曾著有權威美食論著《隨園食單》的袁枚,是清乾隆年間翰林院庶吉士。他根據相關史料及一塊殘碑的記述,在《食趣偶談》一文中,談及施耐庵對燒餅的鐘愛:“子安愛麻餅,自配其餡兒。逢困苦之人,便毅然施之,逢過往義士,便慨然贈之……”

施公當然不能預想到——自己辭世600餘年後,自創燒餅被市場大幅度擴張,成爲泰州興化燒餅,其品相也發生重大變化,已遠非施耐庵筆下“武大炊餅”色形口感。品相誘人、香酥不膩的興化燒餅,在上世紀40年代,隨着民族抗戰的烽火知名度大增。在新四軍“東進序曲”的號聲裏,泰興縣黃橋鎮的百姓。日夜烙“黃橋燒餅”犒勞新四軍。與此同時,一首迅速普及傳揚的民歌,飄蕩在街頭、河畔及燒餅房內:“黃橋燒餅黃又黃,黃黃酥餅慰勞忙。燒餅要用熱火烤,軍隊要把百姓幫。同志們呀喫個飽,多打勝仗多繳槍。”

那日,我從施家橋趕往黃橋鎮。聽路邊古稀老人唱這首歌時,感慨不已。那位“逢義士便慷慨贈之”的施公,今若在世,一定會品着黃橋燒餅慨嘆連連,再度賦詩撰文。

在泰州興化東門外生長的才子鄭板橋,也是我素來景仰之人。當我迎着細雨、踏着苔蘚斑駁的石板路走進板橋故居時,有意把步履放輕、悄聲細語,似乎怕驚動那位伏案揮墨、潛心畫竹的克柔先生。

興化的竹林不多見,可板橋居住的鄭家巷,卻竹韻濃郁。一條家家以竹器爲業的長巷,把板橋讀書的院落映成了翠嫩色。板橋書房外的疏竹,在紙窗搖曳一抹似靜似動的剪影。板橋因自小落拓不羈,在年逾不惑時才中了進士。那年,他走出了這座粉牆灰瓦的蘇北小院,到山東濰縣(濰坊)的縣衙上任。一日,他看到屠戶把豬下水棄之路邊,受災的民衆飢餓難耐,就請幾位名廚把豬下水配以調料放在鍋裏煮,待香味撲鼻時,請饑民用討來的餅,卷着豬下水喫。繼而,這一“廢物利用”的喫食,不但救活了許多災民,還爲山東留下了一款名喫——朝天鍋。現在這款小喫更爲講究,用雞湯提鍋中的鮮香味兒,在熬至過程中,既把豬下水的高脂及高膽固醇降到最低指數,又不失其特有的肉香。捲餅小料,以濰坊青蘿蔔絲、章丘嫩蔥、壽光小黃瓜切條爲主,配以時令鮮蔬。百年前,已是濰坊多家酒店餐館的看家菜。

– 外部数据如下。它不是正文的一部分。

//! Batch export of whole files.
//!
//! Each input file is imported, all of its frames are exported with the same
//! settings, and the outcomes are collected. A file that fails does not stop
//! the batch; cancellation does.

use crate::core::types::FormatTag;
use crate::export::engine::ExportEngine;
use crate::export::job::{ExportJob, ExportResult, ExportStatus};
use crate::export::progress::CancelFlag;
use crate::frames::selection::FrameRef;
use crate::source::decoder::DicomExporter;
use crate::source::registry::FileRegistry;
use std::path::{Path, PathBuf};
use std::sync::Arc;
use walkdir::WalkDir;

/// Settings shared by every file of a batch.
#[derive(Debug, Clone)]
pub struct BatchOptions {
    /// Export settings. `target_dir` is the batch root; `frames` is ignored.
    pub settings: ExportJob,
    /// Export each file into `{target_dir}/{file stem}`.
    pub create_subfolders: bool,
}

impl BatchOptions {
    pub fn new(settings: ExportJob) -> Self {
        Self {
            settings,
            create_subfolders: true,
        }
    }

    pub fn with_subfolders(mut self, create_subfolders: bool) -> Self {
        self.create_subfolders = create_subfolders;
        self
    }
}

/// Outcome for one input file.
#[derive(Debug, Clone)]
pub struct FileOutcome {
    pub path: PathBuf,
    /// The export result, or why the file could not be exported at all.
    pub result: Result<ExportResult, String>,
}

impl FileOutcome {
    fn failed(path: &Path, message: String) -> Self {
        log::error!("{}", message);
        Self {
            path: path.to_path_buf(),
            result: Err(message),
        }
    }

    /// Whether the file was exported without any error.
    pub fn is_success(&self) -> bool {
        matches!(&self.result, Ok(result) if result.is_success())
    }
}

/// Outcome of a batch.
#[derive(Debug, Clone, Default)]
pub struct BatchResult {
    pub files: Vec<FileOutcome>,
    pub success_count: usize,
    pub error_count: usize,
    pub error_messages: Vec<String>,
    pub canceled: bool,
    pub summary: String,
}

impl BatchResult {
    fn record(&mut self, outcome: FileOutcome) {
        let name = display_name(&outcome.path);
        match &outcome.result {
            Ok(result) if result.is_canceled() => {
                log::info!("Export of {} was canceled", name);
            }
            Ok(result) if result.is_success() => {
                log::info!("Successfully processed {}", name);
                self.success_count += 1;
            }
            Ok(result) => {
                let message = format!("Error exporting {}: {}", name, result.summary);
                log::error!("{}", message);
                self.error_count += 1;
                self.error_messages.push(message);
            }
            Err(message) => {
                self.error_count += 1;
                self.error_messages.push(message.clone());
            }
        }
        self.files.push(outcome);
    }

    fn finish(&mut self) {
        self.summary = if self.canceled {
            "Batch processing canceled by user".to_string()
        } else if self.error_count == 0 {
            format!("Successfully processed {} files", self.success_count)
        } else {
            format!(
                "Processed {} files with {} errors",
                self.success_count, self.error_count
            )
        };
    }
}

fn display_name(path: &Path) -> String {
    path.file_name()
        .map(|name| name.to_string_lossy().into_owned())
        .unwrap_or_else(|| path.display().to_string())
}

/// Imports and exports files one after another.
pub struct BatchExporter<'a> {
    registry: &'a mut FileRegistry,
    dicom: Option<Arc<dyn DicomExporter>>,
    cancel: CancelFlag,
}

impl<'a> BatchExporter<'a> {
    pub fn new(registry: &'a mut FileRegistry) -> Self {
        Self {
            registry,
            dicom: None,
            cancel: CancelFlag::new(),
        }
    }

    pub fn with_dicom_exporter(mut self, exporter: Arc<dyn DicomExporter>) -> Self {
        self.dicom = Some(exporter);
        self
    }

    /// Use an externally controlled cancellation flag.
    pub fn with_cancel_flag(mut self, cancel: CancelFlag) -> Self {
        self.cancel = cancel;
        self
    }

    /// Run the batch. `on_file` is called with `(index, total, path)` before
    /// each file.
    pub fn run<F>(&mut self, inputs: &[PathBuf], options: &BatchOptions, mut on_file: F) -> BatchResult
    where
        F: FnMut(usize, usize, &Path),
    {
        let mut batch = BatchResult::default();
        let total = inputs.len();

        for (index, path) in inputs.iter().enumerate() {
            if self.cancel.is_canceled() {
                log::info!("Batch processing canceled by user");
                batch.canceled = true;
                break;
            }

            on_file(index, total, path);
            let outcome = self.process_file(path, options);
            let canceled = matches!(&outcome.result, Ok(result) if result.status == ExportStatus::Canceled);
            batch.record(outcome);
            if canceled {
                log::info!("Batch processing canceled by user");
                batch.canceled = true;
                break;
            }
        }

        batch.finish();
        batch
    }

    fn process_file(&mut self, path: &Path, options: &BatchOptions) -> FileOutcome {
        let name = display_name(path);
        let source = match self.registry.import(path) {
            Ok(source) => source,
            Err(e) => return FileOutcome::failed(path, format!("Error importing {}: {}", name, e)),
        };

        let frames = match self.registry.frames(source.name()) {
            Some(frames) if !frames.is_empty() => frames,
            _ => return FileOutcome::failed(path, format!("No frames found in {}", name)),
        };

        let mut job = options.settings.clone();
        job.frames = frames.iter().map(FrameRef::from).collect();
        if options.create_subfolders {
            job.target_dir = job.target_dir.join(source.stem());
        }

        let mut engine = ExportEngine::new(&*self.registry);
        if let Some(dicom) = &self.dicom {
            engine = engine.with_dicom_exporter(Arc::clone(dicom));
        }

        match engine.run(&job, self.cancel.callback()) {
            Ok(result) => FileOutcome {
                path: path.to_path_buf(),
                result: Ok(result),
            },
            Err(e) => FileOutcome::failed(path, format!("Error exporting {}: {}", name, e)),
        }
    }
}

/// Supported scan files in `dir`, sorted by path.
///
/// Only the directory itself is searched unless `recursive` is set.
pub fn collect_inputs(dir: &Path, recursive: bool) -> Vec<PathBuf> {
    let walker = if recursive {
        WalkDir::new(dir)
    } else {
        WalkDir::new(dir).max_depth(1)
    };

    let mut files: Vec<PathBuf> = walker
        .into_iter()
        .filter_map(|entry| match entry {
            Ok(entry) => Some(entry),
            Err(e) => {
                log::warn!("Skipping unreadable entry: {}", e);
                None
            }
        })
        .filter(|entry| entry.file_type().is_file())
        .map(|entry| entry.into_path())
        .filter(|path| FormatTag::from_path(path).is_some())
        .collect();
    files.sort();
    files
}

/// Expand directories in `inputs` into the scan files they contain.
pub fn expand_inputs(inputs: &[PathBuf], recursive: bool) -> Vec<PathBuf> {
    inputs
        .iter()
        .flat_map(|input| {
            if input.is_dir() {
                collect_inputs(input, recursive)
            } else {
                vec![input.clone()]
            }
        })
        .collect()
}
//! Image processing applied to frames before they are written.

pub mod transform;

pub use transform::{crop, process, rotate, CropRect, TransformParams, VALID_ROTATIONS};
//! Command line front end.
//!
//! The library ships no vendor decoders, so the commands are run with the
//! decoders and DICOM exporter of the embedding application:
//!
//! ```rust,ignore
//! fn main() -> anyhow::Result<()> {
//!     let decoders = DecoderRegistry::new().with_decoder(FormatTag::E2e, open_e2e);
//!     octslice::cli::run(decoders, Some(Arc::new(MyDicomWriter)))
//! }
//! ```

use std::ffi::OsString;
use std::path::{Path, PathBuf};
use std::sync::Arc;

use anyhow::Context as _;
use clap::{Args, Parser, Subcommand};

use crate::config::JobFile;
use crate::core::error::{OctError, OctResult};
use crate::core::types::{DuplicatePolicy, FormatTag, OutputFormat};
use crate::export::{
    expand_inputs, BatchExporter, BatchOptions, ExportEngine, ExportJob, ExportProgress, DEFAULT_JPEG_QUALITY,
};
use crate::frames::FrameRef;
use crate::processing::CropRect;
use crate::source::{DecoderRegistry, DicomExporter, FileRegistry};

#[derive(Parser, Debug)]
#[command(name = "octslice", version, about = "Extract and export frames from OCT scan files")]
struct Cli {
    /// Log debug output.
    #[arg(short, long, global = true)]
    verbose: bool,

    #[command(subcommand)]
    cmd: Command,
}

#[derive(Subcommand, Debug)]
enum Command {
    /// List supported scan formats.
    Formats,
    /// List the frames of a scan file.
    Frames(FramesArgs),
    /// Export frames of one or more scan files.
    Export(ExportArgs),
    /// Export every frame of many files, one subfolder per file.
    Batch(BatchArgs),
}

#[derive(Parser, Debug)]
struct FramesArgs {
    /// Scan file.
    file: PathBuf,

    /// Print descriptors as JSON.
    #[arg(long, default_value_t = false)]
    json: bool,
}

#[derive(Args, Debug, Clone)]
struct OutputArgs {
    /// Output format: png, jpeg, tiff or dicom.
    #[arg(long, default_value = "png")]
    format: OutputFormat,

    /// Clockwise rotation: 0, 90, 180 or 270.
    #[arg(long, default_value_t = 0)]
    rotate: i32,

    /// Crop after rotation, as `top,left,width,height`.
    #[arg(long, value_parser = parse_crop)]
    crop: Option<CropRect>,

    /// What to do with existing files: overwrite, skip or unique.
    #[arg(long, default_value = "overwrite")]
    on_duplicate: DuplicatePolicy,

    /// Write a JSON metadata file next to every image.
    #[arg(long, default_value_t = false)]
    metadata: bool,

    /// JPEG quality (1-100).
    #[arg(long, default_value_t = DEFAULT_JPEG_QUALITY)]
    quality: u8,
}

impl OutputArgs {
    fn job(&self, target_dir: &Path) -> ExportJob {
        let mut job = ExportJob::new(target_dir)
            .with_format(self.format)
            .with_rotation(self.rotate)
            .with_duplicate_policy(self.on_duplicate)
            .with_metadata(self.metadata)
            .with_jpeg_quality(self.quality);
        if let Some(crop) = self.crop {
            job = job.with_crop(crop);
        }
        job
    }
}

#[derive(Parser, Debug)]
struct ExportArgs {
    /// TOML job file. Output options are ignored when given.
    #[arg(long, conflicts_with_all = ["inputs", "out"])]
    job: Option<PathBuf>,

    /// Scan files.
    inputs: Vec<PathBuf>,

    /// Output directory.
    #[arg(long, short)]
    out: Option<PathBuf>,

    /// Frame ids to export from every input (default: all frames).
    #[arg(long = "frame")]
    frames: Vec<String>,

    #[command(flatten)]
    output: OutputArgs,
}

#[derive(Parser, Debug)]
struct BatchArgs {
    /// Scan files or directories.
    #[arg(required = true)]
    inputs: Vec<PathBuf>,

    /// Output root directory.
    #[arg(long, short)]
    out: PathBuf,

    /// Descend into subdirectories of input directories.
    #[arg(long, short, default_value_t = false)]
    recursive: bool,

    /// Write every file's frames directly into the output root.
    #[arg(long, default_value_t = false)]
    no_subfolders: bool,

    #[command(flatten)]
    output: OutputArgs,
}

/// Parse the process arguments and run the selected command.
pub fn run(decoders: DecoderRegistry, dicom: Option<Arc<dyn DicomExporter>>) -> anyhow::Result<()> {
    run_from(std::env::args_os(), decoders, dicom)
}

/// Like [`run`], with explicit arguments (the first is the program name).
pub fn run_from<I, T>(args: I, decoders: DecoderRegistry, dicom: Option<Arc<dyn DicomExporter>>) -> anyhow::Result<()>
where
    I: IntoIterator<Item = T>,
    T: Into<OsString> + Clone,
{
    let cli = Cli::try_parse_from(args)?;
    init_logging(cli.verbose);

    let commands = Commands { decoders, dicom };
    let name = match &cli.cmd {
        Command::Formats => "formats",
        Command::Frames(_) => "frames",
        Command::Export(_) => "export",
        Command::Batch(_) => "batch",
    };
    commands.dispatch(cli.cmd).with_context(|| format!("octslice {} failed", name))
}

fn init_logging(verbose: bool) {
    let default_level = if verbose { "debug" } else { "info" };
    // A logger may already be installed by the host application.
    let _ = env_logger::Builder::from_env(env_logger::Env::default().default_filter_or(default_level)).try_init();
}

fn parse_crop(value: &str) -> Result<CropRect, String> {
    let parts: Vec<u32> = value
        .split(',')
        .map(|part| part.trim().parse::<u32>())
        .collect::<Result<_, _>>()
        .map_err(|e| format!("invalid crop '{}': {}", value, e))?;
    match parts.as_slice() {
        [top, left, width, height] => Ok(CropRect::new(*top, *left, *width, *height)),
        _ => Err(format!("crop needs 4 values (top,left,width,height), got '{}'", value)),
    }
}

struct Commands {
    decoders: DecoderRegistry,
    dicom: Option<Arc<dyn DicomExporter>>,
}

impl Commands {
    fn dispatch(&self, cmd: Command) -> OctResult<()> {
        match cmd {
            Command::Formats => self.formats(),
            Command::Frames(args) => self.frames(args),
            Command::Export(args) => self.export(args),
            Command::Batch(args) => self.batch(args),
        }
    }

    fn registry(&self) -> FileRegistry {
        FileRegistry::new(self.decoders.clone())
    }

    fn formats(&self) -> OctResult<()> {
        println!("Supported formats:");
        for format in FormatTag::ALL {
            let status = if self.decoders.supports(format) {
                "available"
            } else {
                "no decoder"
            };
            println!("  .{:<4} {:<22} {}", format.extension(), format.description(), status);
        }
        let dicom = if self.dicom.is_some() { "available" } else { "not configured" };
        println!("DICOM output: {}", dicom);
        Ok(())
    }

    fn frames(&self, args: FramesArgs) -> OctResult<()> {
        let mut registry = self.registry();
        let source = registry.import(&args.file)?;
        let frames = registry.frames(source.name()).unwrap_or_default();

        if args.json {
            println!("{}", serde_json::to_string_pretty(frames.as_slice())?);
            return Ok(());
        }

        println!("{} ({}): {} frames", source.name(), source.format().description(), frames.len());
        for frame in frames.iter() {
            println!("  {:<16} {:?} {}", frame.frame_id, frame.kind, frame.laterality);
        }
        Ok(())
    }

    fn export(&self, args: ExportArgs) -> OctResult<()> {
        let mut registry = self.registry();

        let job = match &args.job {
            Some(path) => {
                let job_file = JobFile::load(path)?;
                import_all(&mut registry, &job_file.source_paths())?;
                job_file.into_job(&registry)?
            }
            None => {
                let out = args
                    .out
                    .as_deref()
                    .ok_or_else(|| OctError::Other("--out is required without --job".to_string()))?;
                if args.inputs.is_empty() {
                    return Err(OctError::Other("no input files given".to_string()));
                }
                let names = import_all(&mut registry, &args.inputs)?;
                let mut job = args.output.job(out);
                for name in &names {
                    if args.frames.is_empty() {
                        let frames = registry.frames(name).unwrap_or_default();
                        job = job.with_frames(frames.iter().map(FrameRef::from));
                    } else {
                        job = job.with_frames(args.frames.iter().map(|id| FrameRef::new(name.as_str(), id.as_str())));
                    }
                }
                job
            }
        };

        if job.frames.is_empty() {
            return Err(OctError::Other("no frames to export".to_string()));
        }

        let mut engine = ExportEngine::new(&registry).with_listener(|event| {
            if let ExportProgress::FrameStarted { index, total, frame_id, .. } = event {
                log::debug!("[{}/{}] {}", index + 1, total, frame_id);
            }
        });
        if let Some(dicom) = &self.dicom {
            engine = engine.with_dicom_exporter(Arc::clone(dicom));
        }
        let result = engine.export(&job)?;

        println!("{}", result.summary);
        for message in &result.error_messages {
            eprintln!("  {}", message);
        }
        if result.error_count > 0 {
            return Err(OctError::Other(format!(
                "{} of {} frames failed",
                result.error_count,
                job.frames.len()
            )));
        }
        Ok(())
    }

    fn batch(&self, args: BatchArgs) -> OctResult<()> {
        let inputs = expand_inputs(&args.inputs, args.recursive);
        if inputs.is_empty() {
            return Err(OctError::Other("no supported scan files found".to_string()));
        }

        let options = BatchOptions::new(args.output.job(&args.out)).with_subfolders(!args.no_subfolders);
        let mut registry = self.registry();
        let mut exporter = BatchExporter::new(&mut registry);
        if let Some(dicom) = &self.dicom {
            exporter = exporter.with_dicom_exporter(Arc::clone(dicom));
        }
        let result = exporter.run(&inputs, &options, |index, total, path| {
            eprintln!("[{}/{}] {}", index + 1, total, path.display());
        });

        println!("{}", result.summary);
        for message in &result.error_messages {
            eprintln!("  {}", message);
        }
        if result.error_count > 0 {
            return Err(OctError::Other(format!(
                "{} of {} files failed",
                result.error_count,
                inputs.len()
            )));
        }
        Ok(())
    }
}

/// Import every path and return the registry names in order.
fn import_all(registry: &mut FileRegistry, paths: &[PathBuf]) -> OctResult<Vec<String>> {
    paths
        .iter()
        .map(|path| {
            let source = registry.import(path)?;
            Ok(source.name().to_string())
        })
        .collect()
}
//! Running an export job on a worker thread.

use crate::core::error::ExportError;
use crate::export::engine::ExportEngine;
use crate::export::job::{ExportJob, ExportResult};
use crate::export::progress::{CancelFlag, ExportProgress};
use crate::source::decoder::DicomExporter;
use crate::source::registry::FileRegistry;
use crossbeam::channel::{self, Receiver};
use std::sync::Arc;
use std::thread::{self, JoinHandle};

/// An export job running in the background.
///
/// Progress events arrive on [`events`](Self::events) while the job runs.
/// The job stops before its next frame once [`cancel`](Self::cancel) is
/// called.
pub struct BackgroundExport {
    handle: JoinHandle<Result<ExportResult, ExportError>>,
    events: Receiver<ExportProgress>,
    cancel: CancelFlag,
}

impl BackgroundExport {
    /// Start `job` on a new thread.
    pub fn spawn(registry: Arc<FileRegistry>, job: ExportJob, dicom: Option<Arc<dyn DicomExporter>>) -> Self {
        Self::spawn_with_cancel(registry, job, dicom, CancelFlag::new())
    }

    /// Start `job` on a new thread, stopping when `cancel` is set.
    pub fn spawn_with_cancel(
        registry: Arc<FileRegistry>,
        job: ExportJob,
        dicom: Option<Arc<dyn DicomExporter>>,
        cancel: CancelFlag,
    ) -> Self {
        let (sender, events) = channel::unbounded();
        let callback = cancel.callback();

        let handle = thread::spawn(move || {
            let mut engine = ExportEngine::new(&registry).with_listener(move |event| {
                // The receiver may be gone; the job still runs to the end.
                let _ = sender.send(event);
            });
            if let Some(exporter) = dicom {
                engine = engine.with_dicom_exporter(exporter);
            }
            engine.run(&job, callback)
        });

        Self { handle, events, cancel }
    }

    /// Ask the job to stop before its next frame.
    pub fn cancel(&self) {
        log::info!("Cancel requested for background export");
        self.cancel.cancel();
    }

    pub fn cancel_flag(&self) -> CancelFlag {
        self.cancel.clone()
    }

    /// Progress events sent so far and in the future.
    ///
    /// The receiver outlives [`join`](Self::join), so events not read yet
    /// can still be drained afterwards.
    pub fn events(&self) -> Receiver<ExportProgress> {
        self.events.clone()
    }

    /// Events received since the last call, without blocking.
    pub fn poll_events(&self) -> Vec<ExportProgress> {
        self.events.try_iter().collect()
    }

    pub fn is_finished(&self) -> bool {
        self.handle.is_finished()
    }

    /// Wait for the job to end.
    pub fn join(self) -> Result<ExportResult, ExportError> {
        match self.handle.join() {
            Ok(result) => result,
            Err(_) => {
                log::error!("Export worker panicked");
                Err(ExportError::WorkerPanicked)
            }
        }
    }
}

impl std::fmt::Debug for BackgroundExport {
    fn fmt(&self, f: &mut std::fmt::Formatter<'_>) -> std::fmt::Result {
        f.debug_struct("BackgroundExport")
            .field("finished", &self.handle.is_finished())
            .field("canceled", &self.cancel.is_canceled())
            .finish()
    }
}
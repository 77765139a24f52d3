//! Scan sources: the decoder boundary and the registry of loaded files.

pub mod decoder;
pub mod memory;
pub mod registry;

pub use decoder::{DecoderFactory, DecoderRegistry, DicomExporter, FundusImage, ScanDecoder, Volume};
pub use memory::MemoryDecoder;
pub use registry::{FileRegistry, LoadedSource, SourceHandle};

可嘆的是,鄭公在濰坊任縣令時間不長,便因大辦賑濟、聲援災民得罪了地方豪紳。被暗算後淡出官場。可敬的是,老先生對此長笑一聲,提着畫袋直奔揚州。山東濰坊,從此少了一位愛民的父母官,江北揚州,卻出多了一位畫竹自樂的藝術巨匠……

我在板橋故居感嘆之餘,探問鄭家巷門戶間閒坐的老者:“您聽說過濰坊朝天鍋嗎?”老人笑答:“板橋發明的這道小喫在我們這兒早就有啦!”說着他指了指小巷盡頭。

我當然明白——一鍋價格低廉的豬下水,之所以能流傳數百年、綿延數千裏,不僅在於它的口感,而在於它能折射一份愛心。

我由此聯想——泰州的黃橋燒餅與朝天鍋,之所以被人們喜愛、餘味悠長,不僅僅是烹飪技法與色香形味,重要的是凝聚一份民衆念想,一份感恩情懷。在細品其滋味時,若能憶起與之相關的人文趣事,也算是“醉翁之意不在酒,在乎名家大情懷”也!